The results demonstrate that perennial rice, developed via interspecific hybridization, can achieve yields comparable to elite annual cultivars over multiple regrowth cycles from a single planting, while markedly reducing labour and input costs. These sustained yields, coupled with improved soil properties (SOC, TN, pH, water-holding capacity) and potential reductions in methane emissions from reduced tillage, directly address the research aim of enhancing productivity and livelihoods with fewer resources and less environmental impact. High trait heritability and stable regrowth indicate genetic and agronomic robustness, though resowing after approximately four years is advisable. The substantial adoption in southern China underscores practicality and farmer preference. Ecological zoning suggests broad potential in frost-free regions within 40° N–S, with low-temperature duration thresholds and high-temperature fertility constraints guiding management. Perennial rice thus presents a viable step-change for irrigated and favourable lowland systems and a platform for expansion into rainfed and upland environments with attention to pest, disease, and weed management and greenhouse gas trade-offs.

Perennial rice cultivars PR23, PR25, and PR107 deliver sustained grain production over multiple cycles from a single planting, maintain yields comparable to annual rice, reduce labour and input costs, and improve soil quality. The work establishes a commercially viable perennial grain through interspecific hybridization, with significant farmer adoption and a broad potential ecological range. Future research should refine weed-management agronomy in regrowth cycles, monitor and manage pest and disease dynamics (including virus risks), optimize water and nitrogen management to balance methane and nitrous oxide emissions, and continue breeding for broader adaptation, especially rainfed lowland and upland systems. Genomic tools (marker-assisted selection, genomic selection, gene editing) can accelerate perennial trait introgression and quality improvements, extending perennialization to other major crops.

• Regrowth longevity: Yields declined notably by the ninth–tenth seasons; current cultivars typically require resowing after ~4 years.
• Weed control: Regrowth cycles required 1–2 additional herbicide applications compared with transplanted annual rice.
• Pests and diseases: Risks include pests favored by high nitrogen (e.g., hoppers), diseases with high pustule loads, and insect-transmitted viruses (e.g., tungro).
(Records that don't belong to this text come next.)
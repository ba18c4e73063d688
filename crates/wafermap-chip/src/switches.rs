//! Static switch tables of the L1 network.
//!
//! Crossbar and synapse switches are sparse: only a fixed subset of
//! bus intersections carries a programmable switch. These tables are
//! properties of the silicon; the route checker and the route builders
//! both consult them, which is what keeps the two in agreement.

use crate::coords::{HLine, SynapseDriverOnChip, VLine};

/// Vertical buses per synapse-switch period. Used by the congestion tally
/// of the routing stage to group buses competing for the same drivers.
pub const SYNAPSE_SWITCH_PERIOD: u16 = 16;

/// Whether the L1 crossbar has a switch at the intersection of `vline` and
/// `hline`.
///
/// Every horizontal bus crosses all 256 vertical buses but carries a switch
/// only every 32 columns, giving 8 reachable vertical buses per horizontal
/// bus and 2 reachable horizontal buses per vertical bus.
#[must_use]
pub fn crossbar_exists(vline: VLine, hline: HLine) -> bool {
    vline.index() % 32 == u16::from(hline.index()) % 32
}

/// Whether a synapse switch connects `vline` to the switch row of `driver`.
///
/// Vertical buses only reach drivers on their own side, in a 16-row period:
/// each bus can select one of 7 drivers, each driver is reachable from 8
/// buses.
#[must_use]
pub fn synapse_switch_exists(vline: VLine, driver: SynapseDriverOnChip) -> bool {
    vline.side() == driver.side
        && vline.local() % SYNAPSE_SWITCH_PERIOD
            == u16::from(driver.synapse_switch_row()) % SYNAPSE_SWITCH_PERIOD
}

/// All vertical buses with a crossbar switch on `hline`, in index order.
pub fn crossbar_vlines(hline: HLine) -> impl Iterator<Item = VLine> {
    let offset = u16::from(hline.index()) % 32;
    (0..8).map(move |i| VLine::new(offset + 32 * i))
}

/// All drivers reachable from `vline` through a synapse switch, in row
/// order.
pub fn reachable_drivers(vline: VLine) -> impl Iterator<Item = SynapseDriverOnChip> {
    let side = vline.side();
    let offset = u8::try_from(vline.local() % SYNAPSE_SWITCH_PERIOD).unwrap();
    (0..7).map(move |i| SynapseDriverOnChip::new(side, offset + 16 * i))
}

#[cfg(test)]
mod tests {
    use super::*;
    use crate::coords::Side;

    #[test]
    fn crossbar_counts() {
        for h in 0..64 {
            let hline = HLine::new(h);
            let count = (0..256).filter(|&v| crossbar_exists(VLine::new(v), hline)).count();
            assert_eq!(count, 8);
        }
        for v in 0..256 {
            let vline = VLine::new(v);
            let count = (0..64).filter(|&h| crossbar_exists(vline, HLine::new(h))).count();
            assert_eq!(count, 2);
        }
    }

    #[test]
    fn crossbar_vlines_match_table() {
        for h in 0..64 {
            let hline = HLine::new(h);
            for v in crossbar_vlines(hline) {
                assert!(crossbar_exists(v, hline));
            }
        }
    }

    #[test]
    fn synapse_switches_stay_on_side() {
        let v = VLine::new(3);
        assert!(synapse_switch_exists(v, SynapseDriverOnChip::new(Side::Left, 3)));
        assert!(synapse_switch_exists(v, SynapseDriverOnChip::new(Side::Left, 19)));
        assert!(!synapse_switch_exists(v, SynapseDriverOnChip::new(Side::Right, 3)));
        assert!(!synapse_switch_exists(v, SynapseDriverOnChip::new(Side::Left, 4)));
    }

    #[test]
    fn every_vline_reaches_seven_drivers() {
        for v in [0u16, 57, 128, 255] {
            let vline = VLine::new(v);
            let drivers: Vec<_> = reachable_drivers(vline).collect();
            assert_eq!(drivers.len(), 7);
            for d in drivers {
                assert!(synapse_switch_exists(vline, d));
            }
        }
    }
}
While not observed as major issues in these trials, they remain potential threats; PR107 carries resistance to rice yellow mottle virus via O. longistaminata.
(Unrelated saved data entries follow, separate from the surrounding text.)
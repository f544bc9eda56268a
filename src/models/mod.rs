use chrono::NaiveDateTime;
use serde::{Deserialize, Serialize};

// ── Tender record ─────────────────────────────────────────────────────────────

/// Normalized tender notice — the one durable shape every portal produces.
///
/// `tender_reference` is the sole dedup key across runs; once a reference
/// exists in the store the record is immutable (closed tenders simply stop
/// appearing in later scrapes, there is no delete path).
#[derive(Debug, Clone, Serialize, Deserialize, PartialEq)]
pub struct TenderResult {
    pub tender_reference: String,
    pub issuing_body: String,
    pub title: String,
    pub description: Option<String>,
    pub region: String,
    /// Canonical `YYYY-MM-DD`, or None when the portal gave nothing parseable.
    pub close_date: Option<String>,
    /// No portal extracts this reliably yet; kept for forward compatibility.
    pub estimated_value: Option<String>,
    pub source_url: String,
    pub portal: String,
}

// ── Raw extraction row ────────────────────────────────────────────────────────

/// What a selector strategy pulls straight out of the DOM, before any
/// normalization. Finalized into a `TenderResult` by `scrapers::finalize`.
#[derive(Debug, Clone, Default)]
pub struct RawListing {
    pub reference: Option<String>,
    pub title: String,
    pub agency: Option<String>,
    pub description: Option<String>,
    pub close_date_text: Option<String>,
    pub href: Option<String>,
}

// ── Per-run reporting ─────────────────────────────────────────────────────────

/// Outcome of one portal's scrape within a run. Feeds the audit log and the
/// post-run report sink; never persisted as a tender row.
#[derive(Debug, Clone)]
pub struct ScraperRunResult {
    pub portal: String,
    pub success: bool,
    pub found: usize,
    pub inserted: usize,
    pub duration_ms: u64,
    pub error: Option<String>,
}

/// Aggregate of a whole orchestrator run.
#[derive(Debug, Default)]
pub struct RunSummary {
    pub results: Vec<ScraperRunResult>,
}

impl RunSummary {
    pub fn total_found(&self) -> usize {
        self.results.iter().map(|r| r.found).sum()
    }

    pub fn total_inserted(&self) -> usize {
        self.results.iter().map(|r| r.inserted).sum()
    }

    pub fn failures(&self) -> usize {
        self.results.iter().filter(|r| !r.success).count()
    }
}

// ── Scraper status log row ────────────────────────────────────────────────────

/// Upserted per-portal status row, keyed by portal name. One row per portal,
/// holding only the last run's metrics.
#[derive(Debug, Clone, Serialize)]
pub struct ScraperLogEntry {
    pub portal: String,
    pub success: bool,
    pub tenders_found: i64,
    pub new_tenders: i64,
    pub error_message: Option<String>,
    pub last_run_at: NaiveDateTime,
}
• Climatic constraints: Low temperatures limit regrowth (sustained temperatures ≤4 °C for >5 days markedly reduce regrowth), and high temperatures (~31 °C) around flowering can cause spikelet sterility; thus, suitable zones are largely frost-free regions within 40° N–S.
• Greenhouse gas trade-offs: While reduced tillage may lower methane emissions, intermittent flooding could increase nitrous oxide pulses, affecting net global warming potential.
• Generalizability: Most performance data are from irrigated/favourable lowland environments; broader testing and breeding for rainfed lowland and upland conditions are ongoing.
• Stand termination: Under some conditions, intentional termination (tillage and/or herbicide) may be needed to reset stands before re-sowing or rotation.